-------- AVAILABLE RECORDS
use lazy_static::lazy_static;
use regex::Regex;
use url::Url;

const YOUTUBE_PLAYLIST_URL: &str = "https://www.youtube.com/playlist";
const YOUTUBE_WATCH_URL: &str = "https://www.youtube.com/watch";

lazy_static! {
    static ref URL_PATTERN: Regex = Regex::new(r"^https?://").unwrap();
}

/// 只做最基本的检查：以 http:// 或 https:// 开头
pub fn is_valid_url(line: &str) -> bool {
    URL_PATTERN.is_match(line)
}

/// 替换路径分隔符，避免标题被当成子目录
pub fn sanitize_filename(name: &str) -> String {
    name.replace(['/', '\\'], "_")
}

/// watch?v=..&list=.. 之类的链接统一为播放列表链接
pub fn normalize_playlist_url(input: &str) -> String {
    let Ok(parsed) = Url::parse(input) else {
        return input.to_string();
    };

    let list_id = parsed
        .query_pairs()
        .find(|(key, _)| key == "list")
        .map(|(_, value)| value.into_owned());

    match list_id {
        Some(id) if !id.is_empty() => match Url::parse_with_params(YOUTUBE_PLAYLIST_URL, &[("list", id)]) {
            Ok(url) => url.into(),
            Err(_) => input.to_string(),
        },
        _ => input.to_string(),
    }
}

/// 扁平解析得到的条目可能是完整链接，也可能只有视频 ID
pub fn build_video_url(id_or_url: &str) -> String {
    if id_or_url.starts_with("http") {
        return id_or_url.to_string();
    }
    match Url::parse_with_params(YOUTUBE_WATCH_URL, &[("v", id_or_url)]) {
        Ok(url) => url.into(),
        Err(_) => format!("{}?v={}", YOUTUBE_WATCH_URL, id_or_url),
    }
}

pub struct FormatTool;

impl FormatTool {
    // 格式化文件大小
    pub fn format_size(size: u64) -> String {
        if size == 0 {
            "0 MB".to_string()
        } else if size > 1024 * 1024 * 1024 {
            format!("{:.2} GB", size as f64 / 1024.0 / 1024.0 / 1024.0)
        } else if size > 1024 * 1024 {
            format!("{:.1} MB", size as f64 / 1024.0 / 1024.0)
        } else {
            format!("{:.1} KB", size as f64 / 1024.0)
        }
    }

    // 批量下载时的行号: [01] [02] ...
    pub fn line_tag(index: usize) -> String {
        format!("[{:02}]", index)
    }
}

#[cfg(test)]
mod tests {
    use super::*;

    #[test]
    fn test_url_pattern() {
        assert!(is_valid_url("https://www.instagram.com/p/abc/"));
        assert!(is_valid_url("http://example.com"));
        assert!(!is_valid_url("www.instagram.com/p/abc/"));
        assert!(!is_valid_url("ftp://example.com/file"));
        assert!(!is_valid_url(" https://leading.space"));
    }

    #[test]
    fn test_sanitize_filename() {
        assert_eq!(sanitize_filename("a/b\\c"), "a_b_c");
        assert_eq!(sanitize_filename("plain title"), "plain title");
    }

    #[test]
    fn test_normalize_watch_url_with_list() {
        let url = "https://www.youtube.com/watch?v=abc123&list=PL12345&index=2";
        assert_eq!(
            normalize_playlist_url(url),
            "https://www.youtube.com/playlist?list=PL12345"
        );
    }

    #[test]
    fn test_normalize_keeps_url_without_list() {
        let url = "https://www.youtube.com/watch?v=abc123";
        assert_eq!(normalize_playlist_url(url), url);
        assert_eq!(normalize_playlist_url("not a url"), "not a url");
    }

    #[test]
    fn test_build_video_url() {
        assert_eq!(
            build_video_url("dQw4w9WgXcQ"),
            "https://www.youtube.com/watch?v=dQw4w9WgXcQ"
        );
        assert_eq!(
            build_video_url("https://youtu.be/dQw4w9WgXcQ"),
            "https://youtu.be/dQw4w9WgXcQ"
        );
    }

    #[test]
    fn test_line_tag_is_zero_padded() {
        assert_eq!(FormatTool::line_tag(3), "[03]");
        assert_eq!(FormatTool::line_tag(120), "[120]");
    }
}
----------------
-------- AVAILABLE RECORDS
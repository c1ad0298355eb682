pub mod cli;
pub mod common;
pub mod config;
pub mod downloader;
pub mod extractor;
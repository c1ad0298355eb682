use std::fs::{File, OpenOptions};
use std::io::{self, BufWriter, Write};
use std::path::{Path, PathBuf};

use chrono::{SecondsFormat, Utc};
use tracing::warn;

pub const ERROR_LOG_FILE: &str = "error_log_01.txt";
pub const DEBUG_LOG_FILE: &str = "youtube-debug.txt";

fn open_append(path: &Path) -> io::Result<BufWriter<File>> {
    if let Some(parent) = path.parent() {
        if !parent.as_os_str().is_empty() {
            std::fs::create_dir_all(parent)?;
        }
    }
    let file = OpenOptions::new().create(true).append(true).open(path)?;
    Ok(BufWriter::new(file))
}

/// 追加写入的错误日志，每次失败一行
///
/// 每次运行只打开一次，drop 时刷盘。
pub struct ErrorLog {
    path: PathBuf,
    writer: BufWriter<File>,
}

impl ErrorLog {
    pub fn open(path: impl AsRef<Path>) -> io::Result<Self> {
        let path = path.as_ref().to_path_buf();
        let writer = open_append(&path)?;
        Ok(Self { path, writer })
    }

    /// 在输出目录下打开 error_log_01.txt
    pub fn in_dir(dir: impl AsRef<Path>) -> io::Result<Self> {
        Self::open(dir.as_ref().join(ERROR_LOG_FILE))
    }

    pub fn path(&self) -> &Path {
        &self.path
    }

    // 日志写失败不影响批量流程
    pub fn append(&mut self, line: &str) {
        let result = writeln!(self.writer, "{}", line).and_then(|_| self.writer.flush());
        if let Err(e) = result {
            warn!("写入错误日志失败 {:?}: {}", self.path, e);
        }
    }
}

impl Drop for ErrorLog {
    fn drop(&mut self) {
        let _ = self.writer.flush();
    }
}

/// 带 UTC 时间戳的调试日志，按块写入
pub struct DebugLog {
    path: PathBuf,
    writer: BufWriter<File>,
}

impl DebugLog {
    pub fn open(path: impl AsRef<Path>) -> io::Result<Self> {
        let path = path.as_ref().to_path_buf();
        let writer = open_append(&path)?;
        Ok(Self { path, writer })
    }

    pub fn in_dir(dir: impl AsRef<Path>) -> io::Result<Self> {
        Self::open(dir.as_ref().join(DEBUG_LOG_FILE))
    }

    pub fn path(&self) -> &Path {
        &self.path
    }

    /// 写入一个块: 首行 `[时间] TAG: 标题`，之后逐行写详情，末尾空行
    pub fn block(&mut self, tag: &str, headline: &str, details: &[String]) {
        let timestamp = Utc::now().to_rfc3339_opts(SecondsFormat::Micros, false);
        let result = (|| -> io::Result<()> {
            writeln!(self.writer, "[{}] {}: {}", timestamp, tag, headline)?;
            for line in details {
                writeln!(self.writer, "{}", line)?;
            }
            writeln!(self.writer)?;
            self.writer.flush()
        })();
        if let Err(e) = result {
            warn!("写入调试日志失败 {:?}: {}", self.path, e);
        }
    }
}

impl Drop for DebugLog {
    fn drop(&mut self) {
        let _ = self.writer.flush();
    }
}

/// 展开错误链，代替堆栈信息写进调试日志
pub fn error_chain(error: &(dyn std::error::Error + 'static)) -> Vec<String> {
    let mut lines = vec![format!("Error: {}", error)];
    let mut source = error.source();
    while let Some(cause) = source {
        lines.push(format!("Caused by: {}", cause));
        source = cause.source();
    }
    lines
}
----------------
▶ REQUIRED WORK
Begin at the line that has "use super::*;" in the entries above; stop after the line that has "assert_eq!(normalize_playlist_url(url), url);". Transcribe exactly those lines and no others.

▶ TASK RESPONSE
    use super::*;

    #[test]
    fn test_url_pattern() {
        assert!(is_valid_url("https://www.instagram.com/p/abc/"));
        assert!(is_valid_url("http://example.com"));
        assert!(!is_valid_url("www.instagram.com/p/abc/"));
        assert!(!is_valid_url("ftp://example.com/file"));
        assert!(!is_valid_url(" https://leading.space"));
    }

    #[test]
    fn test_sanitize_filename() {
        assert_eq!(sanitize_filename("a/b\\c"), "a_b_c");
        assert_eq!(sanitize_filename("plain title"), "plain title");
    }

    #[test]
    fn test_normalize_watch_url_with_list() {
        let url = "https://www.youtube.com/watch?v=abc123&list=PL12345&index=2";
        assert_eq!(
            normalize_playlist_url(url),
            "https://www.youtube.com/playlist?list=PL12345"
        );
    }

    #[test]
    fn test_normalize_keeps_url_without_list() {
        let url = "https://www.youtube.com/watch?v=abc123";
        assert_eq!(normalize_playlist_url(url), url);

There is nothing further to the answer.